Stored items from a collection
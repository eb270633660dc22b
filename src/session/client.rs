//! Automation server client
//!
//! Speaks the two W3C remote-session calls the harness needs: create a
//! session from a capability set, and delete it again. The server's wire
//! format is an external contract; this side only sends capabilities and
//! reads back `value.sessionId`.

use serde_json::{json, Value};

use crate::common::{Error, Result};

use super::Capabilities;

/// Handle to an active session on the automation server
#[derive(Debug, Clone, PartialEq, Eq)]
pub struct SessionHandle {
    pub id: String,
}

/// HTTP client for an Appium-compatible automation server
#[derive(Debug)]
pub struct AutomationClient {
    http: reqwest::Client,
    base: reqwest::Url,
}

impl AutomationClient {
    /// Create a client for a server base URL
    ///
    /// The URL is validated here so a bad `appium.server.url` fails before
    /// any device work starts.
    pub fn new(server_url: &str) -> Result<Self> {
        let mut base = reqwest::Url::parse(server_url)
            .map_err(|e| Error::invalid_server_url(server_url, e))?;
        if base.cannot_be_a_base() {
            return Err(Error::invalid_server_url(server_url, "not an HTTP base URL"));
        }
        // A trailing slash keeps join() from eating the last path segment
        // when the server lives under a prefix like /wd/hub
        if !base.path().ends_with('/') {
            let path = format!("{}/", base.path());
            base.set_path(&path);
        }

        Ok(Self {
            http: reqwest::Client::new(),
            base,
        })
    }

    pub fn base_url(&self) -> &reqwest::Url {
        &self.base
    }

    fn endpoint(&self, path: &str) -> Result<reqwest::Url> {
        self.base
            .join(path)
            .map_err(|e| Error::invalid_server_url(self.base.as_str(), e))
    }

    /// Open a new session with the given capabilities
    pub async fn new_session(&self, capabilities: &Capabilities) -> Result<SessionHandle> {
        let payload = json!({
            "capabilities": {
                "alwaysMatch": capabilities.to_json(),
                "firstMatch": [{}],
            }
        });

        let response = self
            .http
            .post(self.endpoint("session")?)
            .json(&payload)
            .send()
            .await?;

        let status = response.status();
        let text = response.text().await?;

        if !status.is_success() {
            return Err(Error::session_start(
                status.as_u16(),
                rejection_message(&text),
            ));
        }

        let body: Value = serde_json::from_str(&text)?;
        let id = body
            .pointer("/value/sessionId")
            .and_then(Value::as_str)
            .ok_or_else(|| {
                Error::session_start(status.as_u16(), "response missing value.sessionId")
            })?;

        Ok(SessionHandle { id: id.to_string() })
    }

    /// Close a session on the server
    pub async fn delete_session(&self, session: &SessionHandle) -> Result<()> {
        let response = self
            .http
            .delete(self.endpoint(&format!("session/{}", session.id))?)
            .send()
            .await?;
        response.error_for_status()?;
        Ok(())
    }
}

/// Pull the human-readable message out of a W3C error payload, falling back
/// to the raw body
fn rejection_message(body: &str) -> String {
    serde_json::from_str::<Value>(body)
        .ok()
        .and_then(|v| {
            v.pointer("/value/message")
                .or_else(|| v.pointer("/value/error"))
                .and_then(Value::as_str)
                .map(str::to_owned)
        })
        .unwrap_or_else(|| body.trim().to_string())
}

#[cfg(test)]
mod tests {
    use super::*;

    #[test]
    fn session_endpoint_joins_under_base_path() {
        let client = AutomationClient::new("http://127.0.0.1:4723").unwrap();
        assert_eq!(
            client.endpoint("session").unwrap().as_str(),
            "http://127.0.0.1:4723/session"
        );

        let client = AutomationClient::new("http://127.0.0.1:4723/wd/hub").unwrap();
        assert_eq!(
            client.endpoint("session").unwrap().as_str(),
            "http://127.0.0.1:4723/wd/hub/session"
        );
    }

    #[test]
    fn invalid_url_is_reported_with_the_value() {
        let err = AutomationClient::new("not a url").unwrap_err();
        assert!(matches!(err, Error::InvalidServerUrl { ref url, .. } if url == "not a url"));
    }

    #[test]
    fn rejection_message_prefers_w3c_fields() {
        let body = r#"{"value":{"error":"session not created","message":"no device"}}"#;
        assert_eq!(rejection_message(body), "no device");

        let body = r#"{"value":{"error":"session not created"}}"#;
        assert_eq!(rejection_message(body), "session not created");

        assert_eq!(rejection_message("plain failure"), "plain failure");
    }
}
--
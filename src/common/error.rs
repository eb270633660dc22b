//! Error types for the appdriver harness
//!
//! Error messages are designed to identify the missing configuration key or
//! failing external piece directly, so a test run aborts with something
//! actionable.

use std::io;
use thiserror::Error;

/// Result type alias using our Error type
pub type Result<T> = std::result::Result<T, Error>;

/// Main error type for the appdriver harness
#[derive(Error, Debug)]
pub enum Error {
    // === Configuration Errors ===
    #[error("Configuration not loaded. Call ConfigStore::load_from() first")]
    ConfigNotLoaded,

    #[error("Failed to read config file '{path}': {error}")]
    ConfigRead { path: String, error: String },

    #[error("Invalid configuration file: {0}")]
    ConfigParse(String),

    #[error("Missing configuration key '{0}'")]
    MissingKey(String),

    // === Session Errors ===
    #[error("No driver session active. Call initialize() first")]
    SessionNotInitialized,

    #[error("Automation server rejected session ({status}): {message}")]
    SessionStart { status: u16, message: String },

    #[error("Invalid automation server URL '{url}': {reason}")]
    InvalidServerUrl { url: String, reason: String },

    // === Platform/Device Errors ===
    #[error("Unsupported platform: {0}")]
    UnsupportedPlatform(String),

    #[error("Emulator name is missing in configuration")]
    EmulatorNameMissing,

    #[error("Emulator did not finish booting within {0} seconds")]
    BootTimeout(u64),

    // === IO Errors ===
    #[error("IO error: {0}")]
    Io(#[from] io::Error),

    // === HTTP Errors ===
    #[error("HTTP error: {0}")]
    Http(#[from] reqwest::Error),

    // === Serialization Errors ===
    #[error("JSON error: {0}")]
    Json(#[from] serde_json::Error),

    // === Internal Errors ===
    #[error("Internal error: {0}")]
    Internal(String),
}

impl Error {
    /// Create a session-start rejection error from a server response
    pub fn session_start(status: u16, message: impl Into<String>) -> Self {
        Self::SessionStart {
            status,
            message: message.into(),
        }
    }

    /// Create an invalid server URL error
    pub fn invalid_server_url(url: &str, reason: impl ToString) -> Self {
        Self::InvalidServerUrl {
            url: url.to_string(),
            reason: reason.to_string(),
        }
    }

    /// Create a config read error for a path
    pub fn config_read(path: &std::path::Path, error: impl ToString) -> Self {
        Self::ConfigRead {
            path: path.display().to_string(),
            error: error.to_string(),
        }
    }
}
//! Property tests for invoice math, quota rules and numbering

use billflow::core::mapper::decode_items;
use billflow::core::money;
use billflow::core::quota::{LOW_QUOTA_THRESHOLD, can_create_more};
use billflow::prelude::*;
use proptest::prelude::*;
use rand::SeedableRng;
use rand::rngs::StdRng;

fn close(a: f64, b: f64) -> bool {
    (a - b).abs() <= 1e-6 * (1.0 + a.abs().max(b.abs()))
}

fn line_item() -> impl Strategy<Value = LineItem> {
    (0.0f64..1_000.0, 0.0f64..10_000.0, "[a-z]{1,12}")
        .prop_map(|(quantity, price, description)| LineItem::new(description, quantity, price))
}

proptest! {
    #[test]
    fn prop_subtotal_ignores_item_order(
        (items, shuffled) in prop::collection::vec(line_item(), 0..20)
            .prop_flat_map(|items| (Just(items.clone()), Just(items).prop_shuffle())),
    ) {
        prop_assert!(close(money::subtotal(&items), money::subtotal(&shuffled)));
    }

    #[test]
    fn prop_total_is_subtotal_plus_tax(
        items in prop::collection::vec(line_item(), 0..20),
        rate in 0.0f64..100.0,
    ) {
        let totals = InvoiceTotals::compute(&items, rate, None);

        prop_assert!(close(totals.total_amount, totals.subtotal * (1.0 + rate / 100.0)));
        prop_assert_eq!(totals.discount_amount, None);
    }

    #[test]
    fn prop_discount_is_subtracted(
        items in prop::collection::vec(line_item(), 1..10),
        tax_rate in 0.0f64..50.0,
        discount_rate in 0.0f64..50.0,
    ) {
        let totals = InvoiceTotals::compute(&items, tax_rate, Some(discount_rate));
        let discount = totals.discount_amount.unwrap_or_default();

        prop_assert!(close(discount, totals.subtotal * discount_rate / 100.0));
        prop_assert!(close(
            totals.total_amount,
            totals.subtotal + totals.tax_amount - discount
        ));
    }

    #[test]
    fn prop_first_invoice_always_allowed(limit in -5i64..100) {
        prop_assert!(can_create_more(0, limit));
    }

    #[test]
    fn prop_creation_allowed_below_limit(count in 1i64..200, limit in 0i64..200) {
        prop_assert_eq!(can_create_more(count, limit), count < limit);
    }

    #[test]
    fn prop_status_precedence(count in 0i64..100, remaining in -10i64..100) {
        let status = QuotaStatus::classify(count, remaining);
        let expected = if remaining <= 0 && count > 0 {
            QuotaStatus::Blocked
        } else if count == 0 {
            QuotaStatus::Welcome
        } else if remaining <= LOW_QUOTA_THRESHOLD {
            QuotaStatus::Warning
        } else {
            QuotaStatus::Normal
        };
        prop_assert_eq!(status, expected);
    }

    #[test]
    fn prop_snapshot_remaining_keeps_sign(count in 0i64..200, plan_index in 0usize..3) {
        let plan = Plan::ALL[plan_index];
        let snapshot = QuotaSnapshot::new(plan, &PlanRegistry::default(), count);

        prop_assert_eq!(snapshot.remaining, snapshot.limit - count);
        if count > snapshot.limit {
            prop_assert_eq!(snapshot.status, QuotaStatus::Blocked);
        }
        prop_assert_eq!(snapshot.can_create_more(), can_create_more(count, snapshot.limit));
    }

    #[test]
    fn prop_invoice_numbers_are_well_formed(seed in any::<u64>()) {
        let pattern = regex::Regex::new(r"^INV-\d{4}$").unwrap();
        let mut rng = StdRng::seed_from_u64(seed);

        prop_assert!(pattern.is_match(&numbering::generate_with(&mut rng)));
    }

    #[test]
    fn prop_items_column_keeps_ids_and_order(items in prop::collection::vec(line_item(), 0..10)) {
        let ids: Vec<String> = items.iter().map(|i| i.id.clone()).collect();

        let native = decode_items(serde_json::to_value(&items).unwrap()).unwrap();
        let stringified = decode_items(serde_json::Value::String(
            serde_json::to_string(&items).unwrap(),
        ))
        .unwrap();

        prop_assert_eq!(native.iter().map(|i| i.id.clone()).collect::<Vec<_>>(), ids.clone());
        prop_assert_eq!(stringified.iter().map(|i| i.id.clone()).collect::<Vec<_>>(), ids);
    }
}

▶ _What you should do_:
Taking the entries above, write out exactly the lines starting with the line containing "use super::Capabilities;" and going on through the line containing "last path segment", both included, and nothing else.

▶ _Response_:
use super::Capabilities;

/// Handle to an active session on the automation server
#[derive(Debug, Clone, PartialEq, Eq)]
pub struct SessionHandle {
    pub id: String,
}

/// HTTP client for an Appium-compatible automation server
#[derive(Debug)]
pub struct AutomationClient {
    http: reqwest::Client,
    base: reqwest::Url,
}

impl AutomationClient {
    /// Create a client for a server base URL
    ///
    /// The URL is validated here so a bad `appium.server.url` fails before
    /// any device work starts.
    pub fn new(server_url: &str) -> Result<Self> {
        let mut base = reqwest::Url::parse(server_url)
            .map_err(|e| Error::invalid_server_url(server_url, e))?;
        if base.cannot_be_a_base() {
            return Err(Error::invalid_server_url(server_url, "not an HTTP base URL"));
        }
        // A trailing slash keeps join() from eating the last path segment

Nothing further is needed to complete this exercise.